#### Exercise description:
Scan the listing below for the word "crate", then copy each line that has it.

#### Data for this task:
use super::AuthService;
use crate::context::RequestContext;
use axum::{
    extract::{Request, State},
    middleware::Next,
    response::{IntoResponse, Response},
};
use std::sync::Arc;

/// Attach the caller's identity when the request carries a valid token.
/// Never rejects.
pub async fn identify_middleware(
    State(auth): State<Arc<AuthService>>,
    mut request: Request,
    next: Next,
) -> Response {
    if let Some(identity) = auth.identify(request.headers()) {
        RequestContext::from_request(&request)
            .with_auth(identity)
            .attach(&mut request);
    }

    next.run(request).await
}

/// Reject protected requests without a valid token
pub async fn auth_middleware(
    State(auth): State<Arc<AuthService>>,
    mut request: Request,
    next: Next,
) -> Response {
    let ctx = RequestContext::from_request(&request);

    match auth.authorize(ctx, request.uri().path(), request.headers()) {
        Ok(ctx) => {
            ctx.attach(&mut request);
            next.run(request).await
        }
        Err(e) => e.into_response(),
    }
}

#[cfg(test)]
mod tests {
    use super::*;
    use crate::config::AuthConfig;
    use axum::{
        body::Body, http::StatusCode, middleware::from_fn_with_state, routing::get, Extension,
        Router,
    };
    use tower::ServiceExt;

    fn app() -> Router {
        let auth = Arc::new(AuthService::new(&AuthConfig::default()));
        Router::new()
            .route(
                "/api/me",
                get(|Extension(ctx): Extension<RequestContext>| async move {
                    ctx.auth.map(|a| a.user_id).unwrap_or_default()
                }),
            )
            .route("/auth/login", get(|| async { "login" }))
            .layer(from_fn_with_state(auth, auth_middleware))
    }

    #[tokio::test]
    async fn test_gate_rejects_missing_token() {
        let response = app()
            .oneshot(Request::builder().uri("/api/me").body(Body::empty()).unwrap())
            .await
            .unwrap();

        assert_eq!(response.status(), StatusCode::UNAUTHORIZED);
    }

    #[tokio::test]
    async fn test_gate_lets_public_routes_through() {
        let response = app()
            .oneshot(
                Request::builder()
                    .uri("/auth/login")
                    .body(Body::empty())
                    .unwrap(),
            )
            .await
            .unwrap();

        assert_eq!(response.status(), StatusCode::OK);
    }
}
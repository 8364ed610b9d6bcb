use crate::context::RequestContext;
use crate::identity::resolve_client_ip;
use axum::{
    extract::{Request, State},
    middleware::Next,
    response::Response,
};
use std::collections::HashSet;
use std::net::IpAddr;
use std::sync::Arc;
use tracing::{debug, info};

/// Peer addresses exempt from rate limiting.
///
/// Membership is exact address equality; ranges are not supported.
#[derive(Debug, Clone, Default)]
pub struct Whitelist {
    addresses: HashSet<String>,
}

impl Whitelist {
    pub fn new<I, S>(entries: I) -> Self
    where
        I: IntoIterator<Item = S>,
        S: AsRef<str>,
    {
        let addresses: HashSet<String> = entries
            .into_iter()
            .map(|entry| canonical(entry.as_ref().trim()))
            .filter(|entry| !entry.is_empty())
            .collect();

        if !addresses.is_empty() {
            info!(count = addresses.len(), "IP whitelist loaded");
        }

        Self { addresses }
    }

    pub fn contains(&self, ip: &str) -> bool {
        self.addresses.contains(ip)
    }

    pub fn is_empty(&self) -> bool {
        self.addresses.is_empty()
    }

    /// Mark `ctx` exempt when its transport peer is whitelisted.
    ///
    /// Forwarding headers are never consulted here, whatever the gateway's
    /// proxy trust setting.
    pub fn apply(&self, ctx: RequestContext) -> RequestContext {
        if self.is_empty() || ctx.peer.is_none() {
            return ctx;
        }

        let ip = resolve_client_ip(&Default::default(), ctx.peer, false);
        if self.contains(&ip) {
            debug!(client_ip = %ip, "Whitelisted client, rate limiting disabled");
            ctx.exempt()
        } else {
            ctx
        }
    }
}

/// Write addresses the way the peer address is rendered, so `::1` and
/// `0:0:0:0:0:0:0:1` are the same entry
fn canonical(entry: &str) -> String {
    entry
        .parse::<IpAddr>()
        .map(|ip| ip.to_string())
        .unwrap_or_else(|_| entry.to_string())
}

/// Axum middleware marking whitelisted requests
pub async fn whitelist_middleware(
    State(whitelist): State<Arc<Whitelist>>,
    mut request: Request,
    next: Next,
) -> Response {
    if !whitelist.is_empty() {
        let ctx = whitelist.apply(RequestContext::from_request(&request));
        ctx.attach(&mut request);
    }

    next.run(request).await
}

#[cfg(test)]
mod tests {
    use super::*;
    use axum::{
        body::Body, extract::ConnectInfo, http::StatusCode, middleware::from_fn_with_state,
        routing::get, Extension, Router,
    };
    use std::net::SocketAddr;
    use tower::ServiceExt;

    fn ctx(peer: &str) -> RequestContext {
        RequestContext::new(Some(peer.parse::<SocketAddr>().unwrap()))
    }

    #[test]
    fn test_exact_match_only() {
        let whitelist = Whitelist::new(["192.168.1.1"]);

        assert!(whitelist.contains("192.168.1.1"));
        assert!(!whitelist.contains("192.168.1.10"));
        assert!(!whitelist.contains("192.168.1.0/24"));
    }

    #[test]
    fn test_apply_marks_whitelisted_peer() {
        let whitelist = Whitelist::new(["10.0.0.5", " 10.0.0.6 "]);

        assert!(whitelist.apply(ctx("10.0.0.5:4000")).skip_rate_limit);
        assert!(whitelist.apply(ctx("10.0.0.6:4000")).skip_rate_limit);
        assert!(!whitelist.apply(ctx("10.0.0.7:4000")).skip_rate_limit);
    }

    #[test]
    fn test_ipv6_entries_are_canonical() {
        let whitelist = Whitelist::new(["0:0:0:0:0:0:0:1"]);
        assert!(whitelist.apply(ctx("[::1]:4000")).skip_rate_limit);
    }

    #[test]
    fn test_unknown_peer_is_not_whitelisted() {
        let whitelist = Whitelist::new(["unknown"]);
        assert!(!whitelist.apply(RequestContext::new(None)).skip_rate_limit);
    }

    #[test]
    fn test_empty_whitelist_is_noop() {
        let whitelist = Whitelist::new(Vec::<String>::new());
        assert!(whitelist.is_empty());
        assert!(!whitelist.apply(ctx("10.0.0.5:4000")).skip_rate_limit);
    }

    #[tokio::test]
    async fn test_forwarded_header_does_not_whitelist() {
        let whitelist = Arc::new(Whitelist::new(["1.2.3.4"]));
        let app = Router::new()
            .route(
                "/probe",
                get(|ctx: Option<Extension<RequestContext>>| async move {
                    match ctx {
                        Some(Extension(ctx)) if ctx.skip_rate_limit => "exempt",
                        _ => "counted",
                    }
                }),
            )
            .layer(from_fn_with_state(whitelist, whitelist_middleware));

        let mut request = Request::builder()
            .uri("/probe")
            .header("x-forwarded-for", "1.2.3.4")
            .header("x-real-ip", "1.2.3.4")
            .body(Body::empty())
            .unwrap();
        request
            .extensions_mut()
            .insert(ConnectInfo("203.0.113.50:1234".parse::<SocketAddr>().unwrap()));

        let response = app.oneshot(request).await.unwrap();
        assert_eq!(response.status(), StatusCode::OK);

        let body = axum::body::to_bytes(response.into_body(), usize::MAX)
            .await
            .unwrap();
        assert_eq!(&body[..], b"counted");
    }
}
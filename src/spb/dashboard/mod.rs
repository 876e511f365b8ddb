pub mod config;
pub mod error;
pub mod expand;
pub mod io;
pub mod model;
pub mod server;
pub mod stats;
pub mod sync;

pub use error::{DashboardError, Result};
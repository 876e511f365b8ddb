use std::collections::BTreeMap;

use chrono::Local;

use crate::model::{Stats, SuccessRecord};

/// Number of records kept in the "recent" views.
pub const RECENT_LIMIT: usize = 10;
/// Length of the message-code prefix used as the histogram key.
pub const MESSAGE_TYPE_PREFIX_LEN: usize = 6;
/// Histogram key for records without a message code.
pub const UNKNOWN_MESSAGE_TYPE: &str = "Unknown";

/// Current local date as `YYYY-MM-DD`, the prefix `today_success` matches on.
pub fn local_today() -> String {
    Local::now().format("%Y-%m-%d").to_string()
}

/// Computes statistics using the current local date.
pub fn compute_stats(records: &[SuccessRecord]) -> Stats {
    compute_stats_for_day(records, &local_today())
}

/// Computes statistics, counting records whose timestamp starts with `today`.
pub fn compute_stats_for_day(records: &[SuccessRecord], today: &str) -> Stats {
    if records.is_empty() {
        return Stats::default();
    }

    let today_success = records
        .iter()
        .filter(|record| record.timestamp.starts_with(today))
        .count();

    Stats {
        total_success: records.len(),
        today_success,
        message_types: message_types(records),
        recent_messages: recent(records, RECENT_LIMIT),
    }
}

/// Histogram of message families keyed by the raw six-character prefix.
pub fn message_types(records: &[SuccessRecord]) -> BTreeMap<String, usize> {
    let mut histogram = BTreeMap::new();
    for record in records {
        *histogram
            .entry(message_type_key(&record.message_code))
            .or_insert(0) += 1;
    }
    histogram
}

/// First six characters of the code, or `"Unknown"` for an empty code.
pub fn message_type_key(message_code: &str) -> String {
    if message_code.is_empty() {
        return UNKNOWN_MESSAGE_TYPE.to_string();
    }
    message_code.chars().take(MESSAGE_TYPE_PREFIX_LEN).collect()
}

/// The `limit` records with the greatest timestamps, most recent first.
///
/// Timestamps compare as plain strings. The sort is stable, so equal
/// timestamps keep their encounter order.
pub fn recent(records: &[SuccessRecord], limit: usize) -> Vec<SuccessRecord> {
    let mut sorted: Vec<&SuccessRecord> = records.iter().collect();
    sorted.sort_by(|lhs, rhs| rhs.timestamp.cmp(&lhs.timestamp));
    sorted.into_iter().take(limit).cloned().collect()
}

#### Response:
use crate::context::RequestContext;
    use crate::config::AuthConfig;
use crate::context::RequestContext;
use crate::identity::resolve_client_ip;
use crate::model::{Stats, SuccessRecord};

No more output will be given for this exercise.